Menulislah ketika suara tak lagi didengar.
Menulislah disaat sang jiwa merasakan kejanggalan dan keadaan yang tak tentu arah.
Menulislah jika kita masih diberi kesempatan untuk hidup.
Menulislah dengan niat kesatria dan tebarkan banyak manfaat.
Menulislah untuk dunia yang akan kita tinggalkan.
Dengan menulis, manusia baru setelah kita dapat memanifestasikan diri kita dari sebuah tulisan yang dulu kita buat.

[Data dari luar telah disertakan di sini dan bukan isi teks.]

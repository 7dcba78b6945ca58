pub mod states;
pub mod context;
pub mod seeds;
pub mod generator;
pub mod kinematics;
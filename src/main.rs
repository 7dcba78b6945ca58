use orbitfield::{load_body_table, BodyTableConfig, Section, Viewport, NativeProbe};
use orbitfield::{Animation, ManualHost, RecordingSurface, FrameOutcome};
use orbitfield::{bench_generate, bench_step};

use clap::Parser;
use anyhow::Result;
use log::info;

use std::path::PathBuf;

#[derive(Parser, Debug)]
#[command(about = "Orbital-particle background animation")]
struct Args {
    /// Body table override, looked up under scenarios/ when not a path
    #[arg(long)]
    table: Option<String>,

    #[arg(long, value_enum, default_value_t = Section::Home)]
    section: Section,

    #[arg(long, default_value_t = 1280.0)]
    width: f64,

    #[arg(long, default_value_t = 720.0)]
    height: f64,

    #[arg(long)]
    pixel_ratio: Option<f64>,

    /// Logical cores, detected when omitted
    #[arg(long)]
    cores: Option<usize>,

    /// Drive the animation without a window
    #[arg(long)]
    headless: bool,

    /// Frame callbacks to simulate in headless mode (60 Hz cadence)
    #[arg(long, default_value_t = 120)]
    frames: usize,

    #[arg(long)]
    bench: bool,
}

// load here to keep main clean
fn load_table(name: Option<&str>) -> Result<BodyTableConfig> {
    let Some(name) = name else {
        return Ok(BodyTableConfig::default());
    };
    let direct = PathBuf::from(name);
    let path = if direct.exists() {
        direct
    } else {
        PathBuf::from(env!("CARGO_MANIFEST_DIR")).join("scenarios").join(name)
    };
    load_body_table(&path)
}

fn run_headless(mut animation: Animation, mut host: ManualHost, frames: usize) {
    let mut surface = RecordingSurface::new();
    let cadence_ms = 1000.0 / 60.0;
    let mut rendered = 0;

    for tick in 1..=frames {
        let now_ms = tick as f64 * cadence_ms;
        for _ in host.take_due() {
            if animation.on_frame(&mut host, now_ms, &mut surface) == FrameOutcome::Rendered {
                rendered += 1;
            }
        }
    }

    let sphere = animation.sphere_position();
    animation.unmount(&mut host);

    println!(
        "{frames} callbacks, {rendered} rendered, {} fills in last frame ({} clipped), t = {:.2}",
        surface.circle_count(),
        surface.culled(),
        animation.time()
    );
    if let Some(p) = sphere {
        println!("sphere at ({:.1}, {:.1})", p.x, p.y);
    }
}

/// The bevy window installs its own logger through `LogPlugin`
fn uses_env_logger(args: &Args) -> bool {
    args.headless || args.bench || !cfg!(feature = "viewer")
}

fn main() -> Result<()> {
    let args = Args::parse();
    if uses_env_logger(&args) {
        env_logger::init();
    }

    let table = load_table(args.table.as_deref())?;
    let viewport = Viewport::new(args.width, args.height);

    if args.bench {
        bench_generate(&table);
        bench_step(&table, viewport);
        return Ok(());
    }

    let probe = NativeProbe { viewport: Some(viewport), pixel_ratio: args.pixel_ratio, cores: args.cores };
    let mut host = ManualHost::new();
    let Some(animation) = Animation::mount(&probe, table, args.section, &mut host, 0.0) else {
        info!("nothing to draw on, exiting");
        return Ok(());
    };

    if args.headless {
        run_headless(animation, host, args.frames);
        return Ok(());
    }

    #[cfg(feature = "viewer")]
    orbitfield::run_viewer(animation, host);

    #[cfg(not(feature = "viewer"))]
    {
        log::warn!("built without the viewer feature, running headless");
        run_headless(animation, host, args.frames);
    }

    Ok(())
}
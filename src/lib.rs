pub mod simulation;
pub mod configuration;
pub mod device;
pub mod projection;
pub mod scheduler;
pub mod visualization;
pub mod animation;
pub mod benchmark;

pub use simulation::states::{
    Body, BodyKind, BodySet, MainSphere, Moon, MoonSet, NVec2, NVec3, OrbitElements, OrbitState,
    OrbitalBigBody, OrbitingBody, ParticleMotion, PlanetBody, SimulationClock, SphereDot, SurfaceParticle,
};
pub use simulation::context::{gravitational_pull, GravityPull, NavigationActivity, Section, SimulationContext};
pub use simulation::generator::{generate, grid_points, planet_count};
pub use simulation::kinematics::{orbit_offset, place_sphere, step};

pub use configuration::config::{load_body_table, BodyTableConfig, MainSphereConfig, SilhouetteConfig, SphereMotionConfig};

pub use device::profile::{detect, DeviceProfile, DeviceTier, EnvironmentProbe, NativeProbe, RenderTunables, Viewport};

pub use projection::shading::{depth_factor, project, CameraParams, DepthShading, Projection};
pub use projection::silhouette::{edge_fade, ClipPath};
pub use projection::frame::{project_frame, Dot, Frame, Rgba};

pub use scheduler::host::{FrameHost, ManualHost};
pub use scheduler::scheduler::{FrameOutcome, FrameScheduler, SchedulerState};

pub use visualization::renderer::{render, DrawCommand, RecordingSurface, Surface};
#[cfg(feature = "viewer")]
pub use visualization::viewer::run_viewer;

pub use animation::Animation;

pub use benchmark::benchmark::{bench_generate, bench_step};
pub mod profile;
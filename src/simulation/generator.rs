//! Build a fully-initialized `BodySet` from a `BodyTableConfig`
//!
//! Takes the deterministic body table and produces:
//! - the main sphere with its grid dots, their motion category and moons
//! - planet bodies with particle shells and moons
//! - orbital big bodies, the last one being the accent body
//!
//! Same table in, same topology out. Positions are left at their defaults
//! until the first kinematics step.

use std::f64::consts::TAU;

use log::{debug, warn};

use crate::configuration::config::{
    BigBodyEntry, BodyTableConfig, DotMoonEntry, MoonTable, PlanetEntry, PlanetTableConfig,
    StaticDotEntry, DEFAULT_MOON_SIZE,
};
use crate::simulation::seeds::{derived_dot, derived_moons, hash01};
use crate::simulation::states::{
    BodySet, MainSphere, Moon, MoonSet, NVec2, NVec3, OrbitElements, OrbitState, OrbitalBigBody,
    ParticleMotion, PlanetBody, SphereDot, SphereState, SurfaceParticle,
};

/// Shell points whose |y| exceeds this are too close to a pole
pub const SHELL_POLE_LIMIT: f64 = 0.85;
/// Shell points whose ring radius is below this are too close to a pole
pub const SHELL_MIN_RING: f64 = 0.15;
/// Rejection sampling gives up after this many tries per requested point
pub const SHELL_ATTEMPTS_PER_POINT: usize = 16;

/// Moon-bearing dots, counted in order, take a category from this cycle
const CATEGORY_CYCLE: usize = 12;
const PLANET_SLOTS: [usize; 4] = [0, 3, 6, 9];
const MAIN_SLOTS: [usize; 3] = [1, 5, 10];

// salts for hash01
const SALT_ORBIT_RADIUS: u64 = 11;
const SALT_ORBIT_SPEED: u64 = 12;
const SALT_ORBIT_OFFSET: u64 = 13;
const SALT_ORBIT_TILT: u64 = 14;
const SALT_SHELL: u64 = 21;
const SALT_SHELL_SIZE: u64 = 22;
const SALT_PLANET: u64 = 31;
const SALT_BIG_BODY: u64 = 41;

/// Grid points in [-1, 1]^2 whose normalized radius is within `radius`
pub fn grid_points(resolution: usize, radius: f64) -> Vec<NVec2> {
    if resolution < 2 {
        return Vec::new();
    }
    let step = 2.0 / (resolution - 1) as f64;
    let mut points = Vec::new();
    for i in 0..resolution {
        for j in 0..resolution {
            let x = -1.0 + i as f64 * step;
            let y = -1.0 + j as f64 * step;
            if (x * x + y * y).sqrt() <= radius {
                points.push(NVec2::new(x, y));
            }
        }
    }
    points
}

/// Number of planets: the table override, or derived from the grid size
pub fn planet_count(cfg: &PlanetTableConfig, grid_dots: usize) -> usize {
    cfg.count.unwrap_or_else(|| cfg.min_count.max(grid_dots / cfg.count_ratio.max(1)))
}

pub fn generate(config: &BodyTableConfig) -> BodySet {
    let sphere_cfg = &config.main_sphere;
    let grid = grid_points(sphere_cfg.grid_resolution, sphere_cfg.dot_placement_radius);
    let n_planets = planet_count(&config.planets, grid.len());

    let dots = build_sphere_dots(&grid, config, n_planets);

    let sphere = MainSphere {
        dots,
        grid_spin_speed: sphere_cfg.grid_spin_speed,
        breathing_amplitude: sphere_cfg.motion.breathing_px,
        motion: sphere_cfg.motion.clone(),
        shape: sphere_cfg.shape.clone(),
        state: SphereState::default(),
    };

    let planets: Vec<PlanetBody> = (0..n_planets)
        .map(|i| {
            let entry = config.planets.entries.get(i).cloned().unwrap_or_else(|| derived_planet(i));
            build_planet(i, &entry, config.planets.shell_particles)
        })
        .collect();

    let big_cfg = &config.orbital_big_bodies;
    let big_bodies: Vec<OrbitalBigBody> = (0..big_cfg.count)
        .map(|i| {
            let accent = i + 1 == big_cfg.count;
            let entry = if accent {
                big_cfg.accent.clone()
            } else {
                big_cfg.entries.get(i).cloned().unwrap_or_else(|| derived_big_body(i))
            };
            build_big_body(i, &entry, accent, big_cfg.shell_particles)
        })
        .collect();

    debug!(
        "generated {} sphere dots, {} planets, {} big bodies",
        sphere.dots.len(),
        planets.len(),
        big_bodies.len()
    );

    BodySet {
        sphere,
        planets,
        big_bodies,
        planet_depth_range: 0.0,
        big_body_depth_range: 0.0,
    }
}

/// Whether grid dot `i` carries moons at the given ratio
pub fn is_moon_bearing(i: usize, moon_dots_ratio: f64) -> bool {
    i % 10 < moon_slots(moon_dots_ratio)
}

fn moon_slots(moon_dots_ratio: f64) -> usize {
    (moon_dots_ratio.clamp(0.0, 1.0) * 10.0).round() as usize
}

fn build_sphere_dots(grid: &[NVec2], config: &BodyTableConfig, n_planets: usize) -> Vec<SphereDot> {
    let ratio = config.main_sphere.moon_dots_ratio;
    let mut moon_ordinal = 0;

    grid.iter()
        .enumerate()
        .map(|(i, p)| {
            let entry: StaticDotEntry = config.static_dots.get(i).cloned().unwrap_or_else(|| derived_dot(i));

            // front hemisphere of the unit sphere
            let z = (1.0 - p.x * p.x - p.y * p.y).max(0.0).sqrt();
            let particle = SurfaceParticle { base: NVec3::new(p.x, p.y, z), size: entry.size };

            let (motion, moons) = if is_moon_bearing(i, ratio) {
                let k = moon_ordinal;
                moon_ordinal += 1;
                let moon_entries = if entry.moons.is_empty() { derived_moons(i) } else { entry.moons };
                (dot_motion(i, k, n_planets), Some(dot_moon_set(&moon_entries)))
            } else {
                if !entry.moons.is_empty() {
                    warn!("static dot {i} lists {} moons but is not moon-bearing, moons ignored", entry.moons.len());
                }
                (ParticleMotion::Grid, None)
            };

            SphereDot {
                particle,
                jitter: NVec2::new(entry.offset_x, entry.offset_y),
                motion,
                moons,
                state: OrbitState::default(),
            }
        })
        .collect()
}

/// Category of the `k`-th moon-bearing dot (grid index `i`)
fn dot_motion(i: usize, k: usize, n_planets: usize) -> ParticleMotion {
    let slot = k % CATEGORY_CYCLE;
    if PLANET_SLOTS.contains(&slot) && n_planets > 0 {
        ParticleMotion::OrbitsPlanet {
            planet: (k / PLANET_SLOTS.len()) % n_planets,
            radius: 0.12 + hash01(i, SALT_ORBIT_RADIUS) * 0.18,
            speed: 0.4 + hash01(i, SALT_ORBIT_SPEED) * 0.8,
            offset: hash01(i, SALT_ORBIT_OFFSET) * TAU,
        }
    } else if MAIN_SLOTS.contains(&slot) {
        ParticleMotion::OrbitsMain {
            radius: 0.3 + hash01(i, SALT_ORBIT_RADIUS) * 0.55,
            speed: 0.1 + hash01(i, SALT_ORBIT_SPEED) * 0.25,
            offset: hash01(i, SALT_ORBIT_OFFSET) * TAU,
            tilt: hash01(i, SALT_ORBIT_TILT) * 0.8,
        }
    } else {
        ParticleMotion::Grid
    }
}

fn dot_moon_set(entries: &[DotMoonEntry]) -> MoonSet {
    MoonSet {
        moons: entries
            .iter()
            .map(|m| Moon {
                angle: m.orbit_angle,
                distance: m.orbit_radius,
                speed: m.orbit_speed,
                tilt: m.orbit_tilt,
                inclination: 0.0,
                size: m.moon_size,
                state: OrbitState::default(),
            })
            .collect(),
    }
}

pub fn moon_set(table: &MoonTable) -> MoonSet {
    MoonSet {
        moons: (0..table.count())
            .map(|j| Moon {
                angle: table.angles[j],
                distance: table.distances[j],
                speed: table.speeds[j],
                tilt: table.tilts[j],
                inclination: table.inclinations.get(j).copied().unwrap_or(0.0),
                size: table.sizes.get(j).copied().unwrap_or(DEFAULT_MOON_SIZE),
                state: OrbitState::default(),
            })
            .collect(),
    }
}

/// Points on the unit sphere away from the poles, by bounded rejection sampling
pub fn shell_particles(count: usize, body_seed: usize) -> Vec<SurfaceParticle> {
    let mut shell = Vec::with_capacity(count);
    let max_attempts = count * SHELL_ATTEMPTS_PER_POINT;
    let mut attempt = 0;

    while shell.len() < count && attempt < max_attempts {
        let stream = body_seed * max_attempts.max(1) + attempt;
        attempt += 1;

        let y = hash01(stream, SALT_SHELL) * 2.0 - 1.0;
        let theta = hash01(stream, SALT_SHELL + 1) * TAU;
        let ring = (1.0 - y * y).sqrt();
        if y.abs() > SHELL_POLE_LIMIT || ring < SHELL_MIN_RING {
            continue;
        }
        shell.push(SurfaceParticle {
            base: NVec3::new(ring * theta.cos(), y, ring * theta.sin()),
            size: 0.6 + hash01(stream, SALT_SHELL_SIZE) * 0.8,
        });
    }
    shell
}

fn build_planet(index: usize, entry: &PlanetEntry, shell_count: usize) -> PlanetBody {
    PlanetBody {
        elements: OrbitElements {
            radius: entry.base_radius,
            speed: entry.orbit_speed,
            phase: entry.angle,
            direction: 1.0,
            eccentricity: entry.orbit_eccentricity,
            inclination: entry.orbit_inclination,
            node: entry.orbit_rotation,
            tilt: entry.orbit_tilt,
        },
        spin_speed: entry.spin_speed,
        spin_direction: entry.spin_direction,
        size: entry.size,
        fat: entry.fat,
        color: entry.color,
        halo: entry.halo,
        shell: shell_particles(shell_count, 1_000 + index),
        moons: moon_set(&entry.moons),
        state: OrbitState::default(),
        spin: 0.0,
    }
}

fn build_big_body(index: usize, entry: &BigBodyEntry, accent: bool, shell_count: usize) -> OrbitalBigBody {
    OrbitalBigBody {
        elements: OrbitElements {
            radius: entry.orbit_radius,
            speed: entry.orbit_speed,
            phase: entry.orbit_angle,
            direction: entry.orbit_direction,
            eccentricity: 1.0,
            inclination: entry.orbit_inclination,
            node: entry.orbit_rotation,
            tilt: entry.orbit_tilt,
        },
        spin_speed: entry.spin_speed,
        spin_direction: entry.spin_direction,
        size: entry.size,
        accent,
        shell: shell_particles(shell_count, 2_000 + index),
        moons: moon_set(&entry.moons),
        state: OrbitState::default(),
        spin: 0.0,
    }
}

fn sign(u: f64) -> f64 {
    if u < 0.5 { 1.0 } else { -1.0 }
}

fn two_moons(index: usize, salt: u64, distance: (f64, f64)) -> MoonTable {
    let h = |k: u64| hash01(index, salt + k);
    MoonTable {
        angles: vec![h(10) * TAU, h(11) * TAU],
        distances: vec![distance.0 + h(12) * distance.1, distance.0 * 1.6 + h(13) * distance.1],
        speeds: vec![0.3 + h(14) * 0.4, 0.2 + h(15) * 0.3],
        tilts: vec![h(16) * std::f64::consts::PI, h(17) * std::f64::consts::PI],
        sizes: vec![0.3 + h(18) * 0.4, 0.4 + h(19) * 0.5],
        inclinations: vec![h(20) * TAU, h(21) * TAU],
    }
}

/// Planet for an index past the end of the planet table
pub fn derived_planet(index: usize) -> PlanetEntry {
    let h = |k: u64| hash01(index, SALT_PLANET + k);
    PlanetEntry {
        angle: h(0) * TAU,
        base_radius: 1.8 + h(1) * 1.0,
        size: 3.0 + h(2) * 2.0,
        orbit_speed: 0.2 + h(3) * 1.0,
        orbit_tilt: h(4) * 1.5,
        orbit_eccentricity: 0.5 + h(5) * 0.5,
        orbit_inclination: 0.0,
        orbit_rotation: 0.0,
        spin_speed: 0.1 + h(6) * 0.4,
        spin_direction: sign(h(7)),
        fat: false,
        color: None,
        halo: false,
        moons: two_moons(index, SALT_PLANET, (3.0, 2.0)),
    }
}

/// Big body for an index past the end of the big body table
pub fn derived_big_body(index: usize) -> BigBodyEntry {
    let h = |k: u64| hash01(index, SALT_BIG_BODY + k);
    BigBodyEntry {
        size: 3.0 + h(0) * 3.0,
        orbit_radius: 1.4 + h(1) * 0.6,
        orbit_speed: 0.16 + h(2) * 0.24,
        orbit_angle: h(3) * TAU,
        orbit_tilt: 0.05 + h(4) * 0.15,
        orbit_rotation: h(5) * TAU,
        orbit_inclination: h(6) * 0.3,
        orbit_direction: sign(h(7)),
        spin_speed: 0.15 + h(8) * 0.5,
        spin_direction: sign(h(9)),
        moons: two_moons(index, SALT_BIG_BODY, (1.2, 0.8)),
    }
}
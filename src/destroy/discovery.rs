//! Dependent-resource discovery
//!
//! Steps whose ownership cannot be read off a name prefix:
//!
//! - load balancers created by the in-cluster cloud controller, owned by
//!   structural reference to confirmed instances and instance groups, and
//!   the resources conventionally named after them
//! - the private DNS zone, whose records are mirrored into a public parent
//! - the project IAM policy, which keeps bindings for deleted accounts

use super::dns::{
    deletable_records, records_shared_with_child, select_parent_zone, DnsZone, Visibility,
};
use super::graph::StepId;
use super::iam::scrub_policy;
use super::reconciler::Reconciler;
use super::report::StepReport;
use crate::driver::{DnsRecordApi, ListFilter};
use crate::error::{ProviderError, TeardownError};
use crate::resource::{CloudResource, ResourceType};
use std::sync::Arc;
use tracing::{debug, info};

/// Resources the cloud controller names after a load-balancer anchor.
fn load_balancer_dependents(anchor: &str) -> Vec<(ResourceType, String)> {
    vec![
        (ResourceType::Address, anchor.to_string()),
        (ResourceType::Firewall, anchor.to_string()),
        (ResourceType::Firewall, format!("{anchor}-hc")),
        (ResourceType::Firewall, format!("{anchor}-http-hc")),
        (ResourceType::Firewall, format!("k8s-fw-{anchor}")),
        (ResourceType::ForwardingRule, anchor.to_string()),
        (ResourceType::HealthCheck, anchor.to_string()),
        (ResourceType::HttpHealthCheck, anchor.to_string()),
        (ResourceType::BackendService, anchor.to_string()),
    ]
}

impl Reconciler {
    /// Look up one resource by exact name and track it if it exists.
    async fn track_named(
        &mut self,
        resource_type: ResourceType,
        name: &str,
        report: &mut StepReport,
    ) -> Result<(), TeardownError> {
        let filter = ListFilter::name_equals(name)?;
        if let Some(found) = self.list_resources(resource_type, &filter, report).await? {
            self.track(resource_type, found);
        }
        Ok(())
    }

    /// Track everything conventionally associated with a load-balancer
    /// anchor so it is removed by its own step.
    pub(super) async fn discover_load_balancer_resources(
        &mut self,
        anchor: &str,
        report: &mut StepReport,
    ) -> Result<(), TeardownError> {
        for (resource_type, name) in load_balancer_dependents(anchor) {
            self.track_named(resource_type, &name, report).await?;
        }
        Ok(())
    }

    /// List every resource of a type and keep those referencing only
    /// confirmed-owned resources.
    async fn indirectly_owned(
        &mut self,
        resource_type: ResourceType,
        report: &mut StepReport,
    ) -> Result<Vec<CloudResource>, TeardownError> {
        let candidates = self
            .list_resources(resource_type, &ListFilter::All, report)
            .await?
            .unwrap_or_default();

        Ok(candidates
            .into_iter()
            .filter(|candidate| self.ownership.is_indirectly_owned(candidate))
            .collect())
    }

    /// Discover dependents of every anchor, then attempt the anchors.
    async fn destroy_anchors(
        &mut self,
        resource_type: ResourceType,
        anchors: Vec<CloudResource>,
        report: &mut StepReport,
    ) -> Result<(), TeardownError> {
        self.track(resource_type, anchors.clone());

        for anchor in &anchors {
            self.discover_load_balancer_resources(&anchor.name, report)
                .await?;
        }

        self.delete_items(resource_type, anchors.clone(), report)
            .await?;
        report.pending = anchors
            .iter()
            .filter(|a| self.tracker.contains(resource_type, &a.key))
            .count();
        Ok(())
    }

    /// Internal load balancers: backend services whose backends are all
    /// cluster instance groups.
    pub(super) async fn run_internal_lb_step(&mut self) -> Result<StepReport, TeardownError> {
        let mut report = StepReport::new(StepId::InternalLoadBalancers);

        let group = self.ownership.controller_instance_group();
        self.track_named(ResourceType::InstanceGroup, &group, &mut report)
            .await?;

        let anchors = self
            .indirectly_owned(ResourceType::BackendService, &mut report)
            .await?;
        if !anchors.is_empty() {
            debug!("{} internal load balancer(s) owned by the cluster", anchors.len());
        }

        self.destroy_anchors(ResourceType::BackendService, anchors, &mut report)
            .await?;
        Ok(report)
    }

    /// External load balancers: target pools whose members are all cluster
    /// instances.
    pub(super) async fn run_external_lb_step(&mut self) -> Result<StepReport, TeardownError> {
        let mut report = StepReport::new(StepId::ExternalLoadBalancers);

        let anchors = self
            .indirectly_owned(ResourceType::TargetPool, &mut report)
            .await?;

        if !anchors.is_empty() {
            debug!("{} external load balancer(s) owned by the cluster", anchors.len());

            // node health check shared by every external load balancer
            let health_check = self.ownership.controller_node_health_check();
            self.track_named(ResourceType::HttpHealthCheck, &health_check, &mut report)
                .await?;
            for suffix in ["hc", "http-hc"] {
                let firewall = format!("{health_check}-{suffix}");
                self.track_named(ResourceType::Firewall, &firewall, &mut report)
                    .await?;
            }
        }

        self.destroy_anchors(ResourceType::TargetPool, anchors, &mut report)
            .await?;
        Ok(report)
    }

    /// Private DNS zones: remove mirrored records from the public parent,
    /// empty the zone, then delete it.
    pub(super) async fn run_dns_step(&mut self) -> Result<StepReport, TeardownError> {
        let mut report = StepReport::new(StepId::Dns);
        let filter = self.ownership.direct_filter()?;

        let listed = self
            .list_resources(ResourceType::DnsZone, &filter, &mut report)
            .await?
            .unwrap_or_default();
        let zones = self.track(ResourceType::DnsZone, listed);
        if zones.is_empty() {
            return Ok(report);
        }

        let dns = self.drivers.dns().clone();
        let public_zones = match self.call(dns.list_zones(Visibility::Public)).await {
            Ok(public_zones) => public_zones,
            Err(err) => {
                self.record_failure(&mut report, "listing public DNS zones".into(), err)?;
                report.pending = zones.len();
                return Ok(report);
            }
        };

        for zone in zones {
            if self.cancel.is_cancelled() {
                return Err(TeardownError::Cancelled);
            }

            let Some(domain) = zone.domain.clone() else {
                self.delete_items(ResourceType::DnsZone, vec![zone], &mut report)
                    .await?;
                continue;
            };
            let private = DnsZone::new(&zone.name, &domain, Visibility::Private);

            let purged = self.purge_zone(&dns, &private, &public_zones).await;
            match purged {
                Ok(()) => {
                    self.delete_items(ResourceType::DnsZone, vec![zone], &mut report)
                        .await?
                }
                Err(err) => {
                    self.record_failure(&mut report, format!("DNS zone {}", zone.name), err)?
                }
            }
        }

        report.pending = self.tracker.count(ResourceType::DnsZone);
        Ok(report)
    }

    /// Delete the zone's copies from its parent, then its own records.
    async fn purge_zone(
        &self,
        dns: &Arc<dyn DnsRecordApi>,
        zone: &DnsZone,
        public_zones: &[DnsZone],
    ) -> Result<(), ProviderError> {
        let child_records = match self.call(dns.list_records(zone)).await {
            Ok(records) => records,
            // zone already gone
            Err(ProviderError::NotFound) => return Ok(()),
            Err(err) => return Err(err),
        };

        match select_parent_zone(&zone.domain, public_zones) {
            Some(parent) => {
                let parent_records = self.call(dns.list_records(parent)).await?;
                for record in records_shared_with_child(&parent_records, &child_records) {
                    self.call(dns.delete_record(parent, record)).await?;
                    info!(
                        "Deleted record set {} {} from zone {}",
                        record.record_type, record.name, parent.name
                    );
                }
            }
            None => debug!("No public parent zone for {}", zone.domain),
        }

        for record in deletable_records(zone, &child_records) {
            self.call(dns.delete_record(zone, record)).await?;
            info!(
                "Deleted record set {} {} from zone {}",
                record.record_type, record.name, zone.name
            );
        }

        Ok(())
    }

    /// Remove bindings of every service account owned by the cluster.
    pub(super) async fn run_policy_step(&mut self) -> Result<StepReport, TeardownError> {
        let mut report = StepReport::new(StepId::PolicyBindings);
        if self.owned_service_accounts.is_empty() {
            return Ok(report);
        }

        let policy_api = self.drivers.policy().clone();
        let mut policy = match self.call(policy_api.get_policy()).await {
            Ok(policy) => policy,
            Err(err) => {
                self.record_failure(&mut report, "reading project IAM policy".into(), err)?;
                return Ok(report);
            }
        };

        let removed = scrub_policy(&mut policy, &self.owned_service_accounts);
        if removed.is_empty() {
            return Ok(report);
        }

        match self.call(policy_api.set_policy(&policy)).await {
            Ok(()) => {
                for member in &removed {
                    info!("Removed {} from {}", member.member, member.role);
                }
                report.deleted += removed.len();
            }
            Err(err) => {
                self.record_failure(&mut report, "updating project IAM policy".into(), err)?
            }
        }

        Ok(report)
    }
}

#[cfg(test)]
mod tests {
    use super::*;

    #[test]
    fn test_load_balancer_dependents() {
        let names: Vec<String> = load_balancer_dependents("a1b2")
            .into_iter()
            .filter(|(t, _)| *t == ResourceType::Firewall)
            .map(|(_, n)| n)
            .collect();
        assert_eq!(names, vec!["a1b2", "a1b2-hc", "a1b2-http-hc", "k8s-fw-a1b2"]);
    }
}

Menulis adalah tindakan peninggalan jejak. Bahwa kita pernah ada di dunia.
Dengan menulis sejarah perjalanan hidup, kita tak kan tenggelam dan terlupakan.
Menulislah ketika hati dan pikiran sedang berdamai.
Menulis adalah mukjizat. Jangan sia-siakan pemberian-Nya. Karena ini adalah salah satu karunia dari berbagai macam karunia yang sudah pantas untuk kita manfaatkan dan syukuri.
Maka, menulislah! sebelum ajal menghampiri.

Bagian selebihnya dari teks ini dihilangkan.